[Dataset entries]
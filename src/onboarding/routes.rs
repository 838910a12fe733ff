//! REST endpoints for the onboarding wizard, its configuration, and the
//! admin user views.

use std::sync::Arc;

use axum::extract::rejection::JsonRejection;
use axum::extract::{Path, State};
use axum::http::{StatusCode, header};
use axum::response::{IntoResponse, Response};
use axum::routing::{get, post};
use axum::{Json, Router};
use serde_json::json;
use tower_http::cors::CorsLayer;
use tower_http::trace::{DefaultMakeSpan, DefaultOnRequest, DefaultOnResponse, TraceLayer};
use tracing::{Level, debug, error, warn};
use uuid::Uuid;

use super::config::ConfigUpdate;
use super::controller::OnboardingController;
use super::model::{CredentialsRequest, SectionInput, UserPatch};
use crate::error::{AuthError, OnboardingError};

/// Shared state for onboarding routes.
#[derive(Clone)]
pub struct OnboardingRouteState {
    pub controller: Arc<OnboardingController>,
}

/// Path of a user's wizard step, used for redirects.
pub fn step_path(user_id: Uuid, step: u8) -> String {
    format!("/api/users/{user_id}/onboarding/{step}")
}

impl OnboardingError {
    fn status_code(&self) -> StatusCode {
        match self {
            Self::InvalidConfig(_) | Self::Validation(_) | Self::InvalidRequest(_) => {
                StatusCode::BAD_REQUEST
            }
            Self::ConfigVersionConflict { .. }
            | Self::AlreadyComplete
            | Self::UserModified { .. }
            | Self::UserExists => StatusCode::CONFLICT,
            Self::OutOfSequence { .. } => StatusCode::SEE_OTHER,
            Self::NotFound { .. } | Self::Auth(AuthError::UnknownEmail) => StatusCode::NOT_FOUND,
            Self::Auth(AuthError::IncorrectPassword) => StatusCode::UNAUTHORIZED,
            Self::Timeout { .. } => StatusCode::GATEWAY_TIMEOUT,
            Self::Auth(AuthError::Hashing(_)) | Self::Database(_) => {
                StatusCode::INTERNAL_SERVER_ERROR
            }
        }
    }
}

impl IntoResponse for OnboardingError {
    fn into_response(self) -> Response {
        let status = self.status_code();
        let message = self.to_string();

        match &self {
            Self::Database(e) => error!(error = %e, "Storage failure"),
            Self::Auth(AuthError::Hashing(e)) => error!(error = %e, "Password hashing failure"),
            Self::Timeout { .. } => warn!(error = %message, "Request timed out"),
            _ => debug!(status = status.as_u16(), error = %message, "Client error"),
        }

        match self {
            Self::Validation(errors) => (
                status,
                Json(json!({ "message": "validation failed", "errors": errors })),
            )
                .into_response(),
            Self::OutOfSequence {
                user_id, current, ..
            } => (
                status,
                [(header::LOCATION, step_path(user_id, current))],
                Json(json!({
                    "message": format!("continue onboarding at step {current}"),
                    "currentStep": current,
                })),
            )
                .into_response(),
            Self::ConfigVersionConflict { found, .. } => (
                status,
                Json(json!({ "message": message, "currentVersion": found })),
            )
                .into_response(),
            Self::Database(_) | Self::Auth(AuthError::Hashing(_)) => (
                status,
                Json(json!({ "message": "internal server error" })),
            )
                .into_response(),
            _ => (status, Json(json!({ "message": message }))).into_response(),
        }
    }
}

/// Unwrap a JSON body, reporting a malformed one in the usual error shape.
fn body<T>(payload: Result<Json<T>, JsonRejection>) -> Result<T, OnboardingError> {
    payload
        .map(|Json(value)| value)
        .map_err(|rejection| OnboardingError::InvalidRequest(rejection.body_text()))
}

fn parse_user_id(raw: &str) -> Result<Uuid, OnboardingError> {
    Uuid::parse_str(raw).map_err(|_| OnboardingError::InvalidRequest("invalid user id".into()))
}

fn parse_step(raw: &str) -> Result<u8, OnboardingError> {
    raw.parse()
        .map_err(|_| OnboardingError::InvalidRequest("invalid step".into()))
}

// ── Config ──────────────────────────────────────────────────────────

/// GET /api/config
async fn get_config(
    State(state): State<OnboardingRouteState>,
) -> Result<impl IntoResponse, OnboardingError> {
    Ok(Json(state.controller.get_config().await?))
}

/// PUT /api/config
async fn put_config(
    State(state): State<OnboardingRouteState>,
    payload: Result<Json<ConfigUpdate>, JsonRejection>,
) -> Result<impl IntoResponse, OnboardingError> {
    let candidate = body(payload)?;
    Ok(Json(state.controller.update_config(&candidate).await?))
}

// ── Users ───────────────────────────────────────────────────────────

/// POST /api/users
async fn register(
    State(state): State<OnboardingRouteState>,
    payload: Result<Json<CredentialsRequest>, JsonRejection>,
) -> Result<impl IntoResponse, OnboardingError> {
    let request = body(payload)?;
    let summary = state.controller.register(&request).await?;
    Ok((StatusCode::CREATED, Json(summary)))
}

/// POST /api/users/login
async fn login(
    State(state): State<OnboardingRouteState>,
    payload: Result<Json<CredentialsRequest>, JsonRejection>,
) -> Result<impl IntoResponse, OnboardingError> {
    let request = body(payload)?;
    Ok(Json(state.controller.login(&request).await?))
}

/// GET /api/users
async fn list_users(
    State(state): State<OnboardingRouteState>,
) -> Result<impl IntoResponse, OnboardingError> {
    Ok(Json(state.controller.list_users().await?))
}

/// GET /api/users/{id}
async fn get_user(
    State(state): State<OnboardingRouteState>,
    Path(id): Path<String>,
) -> Result<impl IntoResponse, OnboardingError> {
    let id = parse_user_id(&id)?;
    Ok(Json(state.controller.get_user(id).await?))
}

/// PUT /api/users/{id}
async fn update_user(
    State(state): State<OnboardingRouteState>,
    Path(id): Path<String>,
    payload: Result<Json<UserPatch>, JsonRejection>,
) -> Result<impl IntoResponse, OnboardingError> {
    let id = parse_user_id(&id)?;
    let patch = body(payload)?;
    Ok(Json(state.controller.update_user(id, &patch).await?))
}

/// POST /api/users/clear-all
async fn clear_all_users(
    State(state): State<OnboardingRouteState>,
) -> Result<impl IntoResponse, OnboardingError> {
    let deleted = state.controller.clear_all_users().await?;
    Ok(Json(json!({
        "message": format!("deleted {deleted} users"),
        "deletedCount": deleted,
    })))
}

// ── Wizard steps ────────────────────────────────────────────────────

/// GET /api/users/{id}/onboarding/{step}
async fn get_step(
    State(state): State<OnboardingRouteState>,
    Path((id, step)): Path<(String, String)>,
) -> Result<impl IntoResponse, OnboardingError> {
    let id = parse_user_id(&id)?;
    let step = parse_step(&step)?;
    Ok(Json(state.controller.render_step(id, step).await?))
}

/// POST /api/users/{id}/onboarding/{step}
async fn submit_step(
    State(state): State<OnboardingRouteState>,
    Path((id, step)): Path<(String, String)>,
    payload: Result<Json<SectionInput>, JsonRejection>,
) -> Result<impl IntoResponse, OnboardingError> {
    let id = parse_user_id(&id)?;
    let step = parse_step(&step)?;
    let input = body(payload)?;
    Ok(Json(state.controller.submit_step(id, step, &input).await?))
}

// ── Liveness ────────────────────────────────────────────────────────

/// GET /api/ping, polled by clients waiting for a sleeping backend.
async fn ping() -> impl IntoResponse {
    Json(json!({ "status": "ok" }))
}

/// GET /health
async fn health() -> impl IntoResponse {
    Json(json!({ "status": "ok", "service": "onboarding-wizard" }))
}

/// Build the onboarding REST routes.
pub fn onboarding_routes(state: OnboardingRouteState) -> Router {
    Router::new()
        .route("/api/config", get(get_config).put(put_config))
        .route("/api/users", get(list_users).post(register))
        .route("/api/users/login", post(login))
        .route("/api/users/clear-all", post(clear_all_users))
        .route("/api/users/{id}", get(get_user).put(update_user))
        .route(
            "/api/users/{id}/onboarding/{step}",
            get(get_step).post(submit_step),
        )
        .route("/api/ping", get(ping))
        .route("/health", get(health))
        .with_state(state)
}

/// The full application: routes plus CORS and request tracing.
pub fn app(controller: Arc<OnboardingController>) -> Router {
    onboarding_routes(OnboardingRouteState { controller })
        .layer(CorsLayer::permissive())
        .layer(
            TraceLayer::new_for_http()
                .make_span_with(DefaultMakeSpan::new().level(Level::INFO))
                .on_request(DefaultOnRequest::new().level(Level::INFO))
                .on_response(DefaultOnResponse::new().level(Level::INFO)),
        )
}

Exercise goal
Please copy only the lines between the first line of the entries and the line with "impl IntoResponse for", keeping those two end lines as well, exactly as written.

Response box
filename src/onboarding/routes.rs
repository 838910a12fe733ff
//! REST endpoints for the onboarding wizard, its configuration, and the
//! admin user views.

use std::sync::Arc;

use axum::extract::rejection::JsonRejection;
use axum::extract::{Path, State};
use axum::http::{StatusCode, header};
use axum::response::{IntoResponse, Response};
use axum::routing::{get, post};
use axum::{Json, Router};
use serde_json::json;
use tower_http::cors::CorsLayer;
use tower_http::trace::{DefaultMakeSpan, DefaultOnRequest, DefaultOnResponse, TraceLayer};
use tracing::{Level, debug, error, warn};
use uuid::Uuid;

use super::config::ConfigUpdate;
use super::controller::OnboardingController;
use super::model::{CredentialsRequest, SectionInput, UserPatch};
use crate::error::{AuthError, OnboardingError};

/// Shared state for onboarding routes.
#[derive(Clone)]
pub struct OnboardingRouteState {
    pub controller: Arc<OnboardingController>,
}

/// Path of a user's wizard step, used for redirects.
pub fn step_path(user_id: Uuid, step: u8) -> String {
    format!("/api/users/{user_id}/onboarding/{step}")
}

impl OnboardingError {
    fn status_code(&self) -> StatusCode {
        match self {
            Self::InvalidConfig(_) | Self::Validation(_) | Self::InvalidRequest(_) => {
                StatusCode::BAD_REQUEST
            }
            Self::ConfigVersionConflict { .. }
            | Self::AlreadyComplete
            | Self::UserModified { .. }
            | Self::UserExists => StatusCode::CONFLICT,
            Self::OutOfSequence { .. } => StatusCode::SEE_OTHER,
            Self::NotFound { .. } | Self::Auth(AuthError::UnknownEmail) => StatusCode::NOT_FOUND,
            Self::Auth(AuthError::IncorrectPassword) => StatusCode::UNAUTHORIZED,
            Self::Timeout { .. } => StatusCode::GATEWAY_TIMEOUT,
            Self::Auth(AuthError::Hashing(_)) | Self::Database(_) => {
                StatusCode::INTERNAL_SERVER_ERROR
            }
        }
    }
}

impl IntoResponse for OnboardingError {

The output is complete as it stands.